▶ Action item
After reading the entries below, copy word for word the lines from the first through the line containing "impl RecipeSource for", and stop there.

▶ Given data

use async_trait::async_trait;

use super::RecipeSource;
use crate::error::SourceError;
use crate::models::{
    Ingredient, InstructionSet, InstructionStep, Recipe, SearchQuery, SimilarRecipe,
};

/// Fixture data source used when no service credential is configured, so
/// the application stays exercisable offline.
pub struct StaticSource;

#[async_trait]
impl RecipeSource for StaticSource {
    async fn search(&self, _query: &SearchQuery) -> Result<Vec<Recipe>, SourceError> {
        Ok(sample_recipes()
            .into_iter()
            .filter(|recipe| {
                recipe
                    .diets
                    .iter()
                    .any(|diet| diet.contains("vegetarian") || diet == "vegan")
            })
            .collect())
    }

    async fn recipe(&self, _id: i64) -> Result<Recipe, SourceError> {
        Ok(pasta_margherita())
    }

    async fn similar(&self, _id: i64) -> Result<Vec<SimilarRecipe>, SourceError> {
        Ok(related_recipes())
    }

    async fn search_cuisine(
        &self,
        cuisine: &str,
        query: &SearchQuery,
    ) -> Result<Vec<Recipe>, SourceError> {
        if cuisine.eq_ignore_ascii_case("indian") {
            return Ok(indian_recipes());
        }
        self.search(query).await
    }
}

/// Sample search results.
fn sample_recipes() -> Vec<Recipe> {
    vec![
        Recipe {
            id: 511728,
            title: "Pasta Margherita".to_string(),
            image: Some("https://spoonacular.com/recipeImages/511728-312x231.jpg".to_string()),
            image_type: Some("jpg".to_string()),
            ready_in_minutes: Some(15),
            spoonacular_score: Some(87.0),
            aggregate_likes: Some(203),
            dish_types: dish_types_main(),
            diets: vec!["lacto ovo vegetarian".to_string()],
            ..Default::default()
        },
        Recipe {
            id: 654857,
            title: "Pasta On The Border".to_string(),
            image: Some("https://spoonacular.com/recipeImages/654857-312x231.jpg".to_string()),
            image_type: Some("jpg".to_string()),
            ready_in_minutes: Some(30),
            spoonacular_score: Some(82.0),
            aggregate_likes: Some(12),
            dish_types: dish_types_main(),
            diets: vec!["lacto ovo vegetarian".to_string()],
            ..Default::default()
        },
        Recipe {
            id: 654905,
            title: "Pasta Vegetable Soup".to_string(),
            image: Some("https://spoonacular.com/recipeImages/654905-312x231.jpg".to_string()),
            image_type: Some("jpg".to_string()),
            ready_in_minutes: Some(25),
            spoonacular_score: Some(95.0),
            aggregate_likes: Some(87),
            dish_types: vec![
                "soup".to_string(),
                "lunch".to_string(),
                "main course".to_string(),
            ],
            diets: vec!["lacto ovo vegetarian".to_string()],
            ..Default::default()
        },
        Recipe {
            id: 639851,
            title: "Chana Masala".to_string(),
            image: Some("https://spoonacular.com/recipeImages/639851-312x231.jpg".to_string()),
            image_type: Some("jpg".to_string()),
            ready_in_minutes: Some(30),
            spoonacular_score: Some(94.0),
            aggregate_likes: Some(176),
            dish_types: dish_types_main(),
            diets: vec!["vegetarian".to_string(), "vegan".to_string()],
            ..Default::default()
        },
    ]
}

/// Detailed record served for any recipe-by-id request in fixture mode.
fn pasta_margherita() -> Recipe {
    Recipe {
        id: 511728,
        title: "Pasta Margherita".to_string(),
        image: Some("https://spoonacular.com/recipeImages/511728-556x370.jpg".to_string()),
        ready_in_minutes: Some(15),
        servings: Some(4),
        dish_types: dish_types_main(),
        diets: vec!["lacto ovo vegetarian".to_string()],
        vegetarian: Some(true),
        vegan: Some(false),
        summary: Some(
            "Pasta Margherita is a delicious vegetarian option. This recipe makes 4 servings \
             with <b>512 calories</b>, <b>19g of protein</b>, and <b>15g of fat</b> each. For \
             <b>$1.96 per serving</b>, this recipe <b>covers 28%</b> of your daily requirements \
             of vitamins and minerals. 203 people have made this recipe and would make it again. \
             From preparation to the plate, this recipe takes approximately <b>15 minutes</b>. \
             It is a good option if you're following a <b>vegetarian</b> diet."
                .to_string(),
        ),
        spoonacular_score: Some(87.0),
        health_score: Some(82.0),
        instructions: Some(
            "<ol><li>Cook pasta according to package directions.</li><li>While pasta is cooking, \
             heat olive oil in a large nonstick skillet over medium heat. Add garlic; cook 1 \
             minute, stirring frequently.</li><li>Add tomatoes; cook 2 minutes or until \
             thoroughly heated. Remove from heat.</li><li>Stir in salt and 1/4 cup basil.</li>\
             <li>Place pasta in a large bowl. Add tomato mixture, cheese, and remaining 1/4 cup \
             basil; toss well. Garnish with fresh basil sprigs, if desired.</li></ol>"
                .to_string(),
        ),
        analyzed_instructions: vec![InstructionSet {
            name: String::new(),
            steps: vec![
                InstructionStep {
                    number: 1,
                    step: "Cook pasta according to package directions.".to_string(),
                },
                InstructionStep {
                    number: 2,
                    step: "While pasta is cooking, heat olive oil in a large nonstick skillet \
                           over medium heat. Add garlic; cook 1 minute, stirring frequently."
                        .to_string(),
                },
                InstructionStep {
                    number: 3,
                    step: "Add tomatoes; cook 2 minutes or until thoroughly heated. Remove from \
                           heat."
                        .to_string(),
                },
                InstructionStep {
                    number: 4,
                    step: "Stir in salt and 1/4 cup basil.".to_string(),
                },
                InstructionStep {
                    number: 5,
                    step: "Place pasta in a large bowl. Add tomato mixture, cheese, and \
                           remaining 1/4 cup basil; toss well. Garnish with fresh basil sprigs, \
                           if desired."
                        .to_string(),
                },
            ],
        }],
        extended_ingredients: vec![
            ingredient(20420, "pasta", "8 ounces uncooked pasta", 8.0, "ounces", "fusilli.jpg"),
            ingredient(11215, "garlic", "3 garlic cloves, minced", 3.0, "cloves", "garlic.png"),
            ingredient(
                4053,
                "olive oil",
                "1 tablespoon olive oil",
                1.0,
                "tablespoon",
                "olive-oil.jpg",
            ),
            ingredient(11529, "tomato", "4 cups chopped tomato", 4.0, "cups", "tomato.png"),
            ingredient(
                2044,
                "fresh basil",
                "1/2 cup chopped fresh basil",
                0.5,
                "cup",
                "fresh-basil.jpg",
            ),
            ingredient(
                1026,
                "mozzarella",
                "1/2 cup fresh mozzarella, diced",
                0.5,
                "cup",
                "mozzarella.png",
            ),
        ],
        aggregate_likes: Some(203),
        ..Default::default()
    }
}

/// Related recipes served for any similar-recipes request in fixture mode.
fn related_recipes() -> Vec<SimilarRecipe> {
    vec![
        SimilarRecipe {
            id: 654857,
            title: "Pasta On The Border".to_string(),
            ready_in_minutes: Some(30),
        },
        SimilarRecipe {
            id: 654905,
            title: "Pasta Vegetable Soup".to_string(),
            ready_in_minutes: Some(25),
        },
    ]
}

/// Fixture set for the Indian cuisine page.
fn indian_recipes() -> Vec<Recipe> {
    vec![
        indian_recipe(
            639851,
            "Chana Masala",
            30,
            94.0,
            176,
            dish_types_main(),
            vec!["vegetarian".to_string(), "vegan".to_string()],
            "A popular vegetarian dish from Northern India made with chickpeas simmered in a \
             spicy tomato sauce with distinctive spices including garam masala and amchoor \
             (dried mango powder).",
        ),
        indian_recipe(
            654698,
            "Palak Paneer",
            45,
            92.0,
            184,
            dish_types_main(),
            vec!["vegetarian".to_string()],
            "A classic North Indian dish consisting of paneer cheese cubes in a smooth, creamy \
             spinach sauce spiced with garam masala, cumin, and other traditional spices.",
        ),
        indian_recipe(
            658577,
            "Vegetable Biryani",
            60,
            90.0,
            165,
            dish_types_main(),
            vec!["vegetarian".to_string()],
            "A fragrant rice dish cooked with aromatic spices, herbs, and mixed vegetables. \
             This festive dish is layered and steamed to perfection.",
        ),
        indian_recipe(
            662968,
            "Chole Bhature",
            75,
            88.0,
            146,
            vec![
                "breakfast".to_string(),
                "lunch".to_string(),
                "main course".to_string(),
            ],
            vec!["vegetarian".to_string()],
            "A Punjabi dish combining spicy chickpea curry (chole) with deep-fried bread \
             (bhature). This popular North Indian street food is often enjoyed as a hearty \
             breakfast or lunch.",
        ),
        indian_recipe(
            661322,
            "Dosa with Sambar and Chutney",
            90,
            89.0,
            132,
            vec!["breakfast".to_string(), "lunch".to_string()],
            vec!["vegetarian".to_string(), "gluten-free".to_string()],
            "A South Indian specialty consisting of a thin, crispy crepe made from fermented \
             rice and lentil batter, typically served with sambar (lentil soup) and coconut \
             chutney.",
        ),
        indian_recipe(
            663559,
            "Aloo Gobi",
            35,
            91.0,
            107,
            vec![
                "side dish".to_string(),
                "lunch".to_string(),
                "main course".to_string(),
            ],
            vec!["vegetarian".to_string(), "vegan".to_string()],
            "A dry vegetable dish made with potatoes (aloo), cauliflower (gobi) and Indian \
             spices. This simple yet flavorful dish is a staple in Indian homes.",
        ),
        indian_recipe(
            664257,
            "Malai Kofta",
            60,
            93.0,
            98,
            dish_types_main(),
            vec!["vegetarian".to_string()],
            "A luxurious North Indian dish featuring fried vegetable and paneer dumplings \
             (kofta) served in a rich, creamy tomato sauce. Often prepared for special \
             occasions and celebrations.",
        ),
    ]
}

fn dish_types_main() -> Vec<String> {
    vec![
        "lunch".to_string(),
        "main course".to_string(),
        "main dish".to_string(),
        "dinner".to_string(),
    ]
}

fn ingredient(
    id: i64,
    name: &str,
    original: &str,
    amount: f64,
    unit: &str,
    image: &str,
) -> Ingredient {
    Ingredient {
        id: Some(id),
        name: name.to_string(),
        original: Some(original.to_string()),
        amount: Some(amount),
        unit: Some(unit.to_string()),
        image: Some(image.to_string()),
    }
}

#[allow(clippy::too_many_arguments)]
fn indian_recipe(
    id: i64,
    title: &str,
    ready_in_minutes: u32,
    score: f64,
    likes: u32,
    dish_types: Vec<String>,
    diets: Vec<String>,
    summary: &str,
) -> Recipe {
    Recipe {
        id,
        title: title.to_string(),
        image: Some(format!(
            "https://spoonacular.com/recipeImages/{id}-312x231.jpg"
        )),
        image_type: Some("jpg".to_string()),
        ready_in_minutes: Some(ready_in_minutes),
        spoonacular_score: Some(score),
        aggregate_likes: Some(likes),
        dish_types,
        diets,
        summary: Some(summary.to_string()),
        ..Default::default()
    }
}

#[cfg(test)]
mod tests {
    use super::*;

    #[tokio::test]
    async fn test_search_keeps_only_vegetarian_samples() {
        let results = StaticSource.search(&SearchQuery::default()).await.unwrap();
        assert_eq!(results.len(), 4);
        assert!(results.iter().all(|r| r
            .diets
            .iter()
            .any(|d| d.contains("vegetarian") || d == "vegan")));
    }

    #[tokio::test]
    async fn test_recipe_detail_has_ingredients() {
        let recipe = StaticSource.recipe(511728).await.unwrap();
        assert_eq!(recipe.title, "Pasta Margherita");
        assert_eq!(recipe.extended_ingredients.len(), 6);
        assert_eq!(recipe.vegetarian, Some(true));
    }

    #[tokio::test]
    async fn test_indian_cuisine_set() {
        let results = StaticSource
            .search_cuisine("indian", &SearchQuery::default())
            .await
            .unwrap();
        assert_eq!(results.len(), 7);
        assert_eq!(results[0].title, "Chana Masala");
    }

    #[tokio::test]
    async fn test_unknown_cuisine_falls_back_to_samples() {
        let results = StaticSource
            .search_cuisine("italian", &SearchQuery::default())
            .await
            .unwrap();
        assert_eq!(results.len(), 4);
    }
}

▶ Task result
use async_trait::async_trait;

use super::RecipeSource;
use crate::error::SourceError;
use crate::models::{
    Ingredient, InstructionSet, InstructionStep, Recipe, SearchQuery, SimilarRecipe,
};

/// Fixture data source used when no service credential is configured, so
/// the application stays exercisable offline.
pub struct StaticSource;

#[async_trait]
impl RecipeSource for StaticSource {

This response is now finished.